Sebagai contoh ketidak-pedulian akan konteks historis/budaya terdapat pada bukunya J. Vernon McGee yang sudah disebutkan sebelumnya. Pengajar Kristen ini menjelaskan kata kumpulan (assembly) yang ditemukan dalam Yakobus 2:2 seperti berikut:

"Kata kumpulan (assembly) disini berarti sinagoga. Jelas sekali disini orang-orang Jewish Christian menyebut tempat dimana mereka berkumpul sebuah sinagoga. Mereka tidak membangun gedung khusus dan secara teratur berkumpul di rumah-rumah jemaat, namun ada kemungkinan di banyak tempat mereka menyewa sebuah sinagoga. Mereka bertemu di hari Minggu, bukan hari Sabtu supaya tidak bertubrukan dengan pertemuan orang-orang Yahudi." (Thru the Bible Commentary Series, JamesJ. Vernon McGee, Thomas Nelson Publishers, Nashville, 1991, p. 56)

Sayangnya, orang-orang Kristen akan membaca tulisan tersebut apa adanya dan menerimanya sebagai "fakta" – lagipula ini kan penjelasan dari orang yang terkenal, maka sudah pasti benar. Sayangnya lagi, penjelasan Bapak McGee ini penuh dengan kesalahan dan semakin menambah kekeliruan umat Kristen.

Dari hasil analisis pernyataan di atas terungkap kekeliruan yang mesti diluruskan:

  • "Jewish Christian" – Tidak ada sebetulnya apa yang dinamakan "orang-orang Jewish Christian". Ini adalah sebuah istilah modern. Penggunaan istilah ini mendukung pendapat bahwa orang Yahudi pengikut Yeshua yang mula-mula telah berpindah agama dari Yudaisme ke Kristen. Penggunaan kata Kristen sendiri baru muncul kemudian untuk mengacu kepada orang percaya di Antiokhia (Kis 11:26) dan istilah ini mula-mula digunakan oleh penguasa Romawi sebagai kata hinaan. (Ada petunjuk bahwa kata Kristen disisipkan kemudian ke dalam Perjanjian Baru karena pada sejumlah manuskrip tua dijumpai kata "pemberi sedekah" (dan bukannya Kristen). Ini nampak seperti sebuah bentuk pelecehan dari orang-orang Romawi karena "pemberian sedekah" merupakan istilah dan praktek ibadah dari orang Yahudi. Ini menunjukkan bahwa orang-orang percaya bukan Yahudi di Antiokhia "telah menjadi seperti Yahudi" dalam iman baru mereka. Bagi orang Romawi, menjadi seperti Yahudi adalah memalukan.)
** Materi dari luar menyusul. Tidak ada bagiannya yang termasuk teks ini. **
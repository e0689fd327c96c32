use thiserror::Error;

use crate::generation::GenerationError;
use crate::retrieval::RetrievalError;

/// Fatal failures of a summarization run
#[derive(Error, Debug)]
pub enum SummaryError {
    #[error(transparent)]
    Retrieval(#[from] RetrievalError),

    #[error(transparent)]
    Generation(#[from] GenerationError),

    #[error("invalid prompt template: {0}")]
    InvalidPrompt(String),

    #[error("failed to archive transcript: {0}")]
    Archive(#[source] std::io::Error),

    #[error("unexpected failure: {0}")]
    Internal(String),

    /// The caller stopped listening; nothing is left to report to
    #[error("caller disconnected")]
    Cancelled,
}
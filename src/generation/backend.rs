use serde::{Deserialize, Serialize};

use super::error::GenerationError;

/// A single prompt submitted to the generation backend
#[derive(Debug, Clone, PartialEq, Eq, Serialize, Deserialize)]
pub struct GenerationRequest {
    /// Target model identifier (e.g., "llama3.2:latest")
    pub model: String,
    pub prompt: String,
}

/// Text generation backend trait
///
/// Implementations talk to an external model server. Calls are made one at
/// a time by the summarization run; timeouts are applied by the caller.
#[async_trait::async_trait]
pub trait GenerationBackend: Send + Sync {
    /// Generate a completion for the request's prompt
    async fn generate(&self, request: &GenerationRequest) -> Result<String, GenerationError>;

    /// Models available on the backend, as reported by it
    async fn list_models(&self) -> Result<Vec<serde_json::Value>, GenerationError>;
}
use std::time::Duration;

use super::prompt::DEFAULT_PROMPT;
use crate::config::Config;

/// Settings shared by every summarization run
#[derive(Debug, Clone)]
pub struct SummaryConfig {
    /// Width of each summarized window
    /// Default: 300 seconds (5 minutes)
    pub chunk_duration: Duration,

    /// Upper bound on a single generation call
    pub generation_timeout: Duration,

    /// Prompt used when the caller does not supply one
    pub base_prompt: String,

    /// Capacity of the progress event channel
    pub event_buffer: usize,
}

impl Default for SummaryConfig {
    fn default() -> Self {
        Self {
            chunk_duration: Duration::from_secs(300), // 5 minutes
            generation_timeout: Duration::from_secs(120),
            base_prompt: DEFAULT_PROMPT.to_string(),
            event_buffer: 16,
        }
    }
}

impl From<&Config> for SummaryConfig {
    fn from(cfg: &Config) -> Self {
        Self {
            chunk_duration: Duration::from_secs(cfg.transcripts.chunk_duration_secs),
            generation_timeout: Duration::from_secs(cfg.generation.timeout_secs),
            base_prompt: cfg.prompt.base_prompt.clone(),
            ..Self::default()
        }
    }
}
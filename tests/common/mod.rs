// Shared test doubles for the transcript source and generation backend

#![allow(dead_code)]

use std::path::PathBuf;
use std::sync::Mutex;
use transcript_digest::generation::{GenerationBackend, GenerationError, GenerationRequest};
use transcript_digest::retrieval::{RetrievalError, RetrievedTranscript, TranscriptSource};

/// Generation backend that records every request
///
/// Responds with "summary N" for the N-th call (1-based), or fails on the
/// configured call.
#[derive(Default)]
pub struct MockBackend {
    requests: Mutex<Vec<GenerationRequest>>,
    fail_on_call: Option<usize>,
}

impl MockBackend {
    pub fn new() -> Self {
        Self::default()
    }

    pub fn failing_on(call: usize) -> Self {
        Self {
            requests: Mutex::new(Vec::new()),
            fail_on_call: Some(call),
        }
    }

    pub fn requests(&self) -> Vec<GenerationRequest> {
        self.requests.lock().unwrap().clone()
    }

    pub fn calls(&self) -> usize {
        self.requests.lock().unwrap().len()
    }
}

#[async_trait::async_trait]
impl GenerationBackend for MockBackend {
    async fn generate(&self, request: &GenerationRequest) -> Result<String, GenerationError> {
        let call = {
            let mut requests = self.requests.lock().unwrap();
            requests.push(request.clone());
            requests.len()
        };

        if self.fail_on_call == Some(call) {
            return Err(GenerationError::Status {
                status: 500,
                body: "model crashed".to_string(),
            });
        }

        Ok(format!("summary {}", call))
    }

    async fn list_models(&self) -> Result<Vec<serde_json::Value>, GenerationError> {
        Ok(vec![
            serde_json::json!({ "name": "llama3.2:latest" }),
            serde_json::json!({ "name": "mistral:7b" }),
        ])
    }
}

/// Transcript source that writes fixed captions into a directory
pub struct MockSource {
    dir: PathBuf,
    captions: Option<String>,
}

impl MockSource {
    pub fn new(dir: impl Into<PathBuf>, captions: &str) -> Self {
        Self {
            dir: dir.into(),
            captions: Some(captions.to_string()),
        }
    }

    /// A source with no captions in any language
    pub fn empty(dir: impl Into<PathBuf>) -> Self {
        Self {
            dir: dir.into(),
            captions: None,
        }
    }
}

#[async_trait::async_trait]
impl TranscriptSource for MockSource {
    async fn fetch(&self, _source: &str, language: &str) -> Result<RetrievedTranscript, RetrievalError> {
        let Some(content) = &self.captions else {
            return Err(RetrievalError::NoCaptions(language.to_string()));
        };

        let path = self
            .dir
            .join(format!("pending_{}.{}.vtt", uuid::Uuid::new_v4().simple(), language));
        tokio::fs::write(&path, content).await?;

        Ok(RetrievedTranscript {
            content: content.clone(),
            path,
        })
    }
}

/// Three cues, each one window (5 minutes) apart
pub const THREE_WINDOWS: &str = "WEBVTT
Kind: captions
Language: en

1
00:00:00.000 --> 00:00:04.000
[Music] ANNA: welcome to the show

2
00:06:00.000 --> 00:06:03.500
second window

3
00:12:00.000 --> 00:12:02.000
third window
";
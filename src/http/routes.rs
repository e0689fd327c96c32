use super::handlers;
use super::state::AppState;
use axum::{
    http::{header, HeaderValue, Method},
    routing::{get, post},
    Router,
};
use tower_http::cors::{AllowOrigin, Any, CorsLayer};
use tower_http::services::ServeDir;
use tower_http::trace::TraceLayer;
use tracing::warn;

/// Create the HTTP router with all routes
pub fn create_router(state: AppState) -> Router {
    let mut router = Router::new()
        // Health check
        .route("/health", get(handlers::health_check))
        // Summarization
        .route("/summarize", post(handlers::summarize))
        .route("/transcript/:filename", get(handlers::serve_transcript))
        // Backend queries
        .route("/models", get(handlers::list_models))
        .route("/base_prompt", get(handlers::base_prompt));

    if let Some(dir) = &state.config.service.http.static_dir {
        router = router.fallback_service(ServeDir::new(dir));
    }

    router
        .layer(cors_layer(&state.config.service.http.allowed_origins))
        // Add tracing middleware for request logging
        .layer(TraceLayer::new_for_http())
        .with_state(state)
}

fn cors_layer(allowed_origins: &[String]) -> CorsLayer {
    let cors = CorsLayer::new()
        .allow_methods([Method::GET, Method::POST])
        .allow_headers([header::CONTENT_TYPE]);

    if allowed_origins.is_empty() {
        return cors.allow_origin(Any);
    }

    let origins: Vec<HeaderValue> = allowed_origins
        .iter()
        .filter_map(|origin| match HeaderValue::from_str(origin) {
            Ok(value) => Some(value),
            Err(e) => {
                warn!("Ignoring invalid CORS origin {:?}: {}", origin, e);
                None
            }
        })
        .collect();

    cors.allow_origin(AllowOrigin::list(origins))
}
  • Mereka "menyebut tempat dimana mereka berkumpul sebuah sinagoga" karena satu dari dua kemungkinan. Mereka bisa jadi menggunakan bangunan sinagoga atau mereka berkumpul di suatu gedung lain yang masih di berada di dalam lingkungan sinagoga. Bukan saja "kekristenan" belum ada pada waktu itu, juga halnya tidak ada kumpulan "Kristen" yang dapat terorganisasi dan berkumpul, karena hal ini tidak diizinkan oleh penguasa Romawi. Orang Yahudi sebaliknya mempunyai izin untuk itu, di bawah hukum Romawi. (The Mystery of RomansMark Nanos, 1996, Fortress Press, Minneapolis, pp. 64-68. Julius Caesar sangat menaruh hormat terhadap agama kuno dan memberikan orang Yahudi hak legal yang disebutcollegia, mengizinkan mereka untuk berkumpul, memerintah dan menarik pajak sendiri, dan menerapkan aturan-aturan mereka sendiri. Orang Yahudi adalah satu-satunya bangsa yang diberikan hak demikian. Hal ini menimbulkan kebencian di antara penduduk Romawi lainnya.) Di samping itu, jemaat mula-mula tetap datang mengunjungi Bait Elohim (Kis 2:46) dan sinagoga-sinagoga, termasuk orang-orang bukan Yahudi, karena ini satu-satunya tempat dimana Alkitab dibacakan dan mereka bisa belajar Taurat (Kis 15:21). 

  • "Menyewa sebuah sinagoga" – Ini adalah contoh bagaimana sebuah pernyataan yang menggelikan disebar-luaskan sebagai "pengetahuan". Adalah illegal bagi orang Yahudi untuk menyewakan bangunan mereka kepada kelompok mana saja kecuali kalau mereka mau kena sanksi dari penguasa Romawi. Para pengikut Yeshua mempunyai hak penuh sebagai orang Yahudi untuk terus beribadah secara normal di sinagoga.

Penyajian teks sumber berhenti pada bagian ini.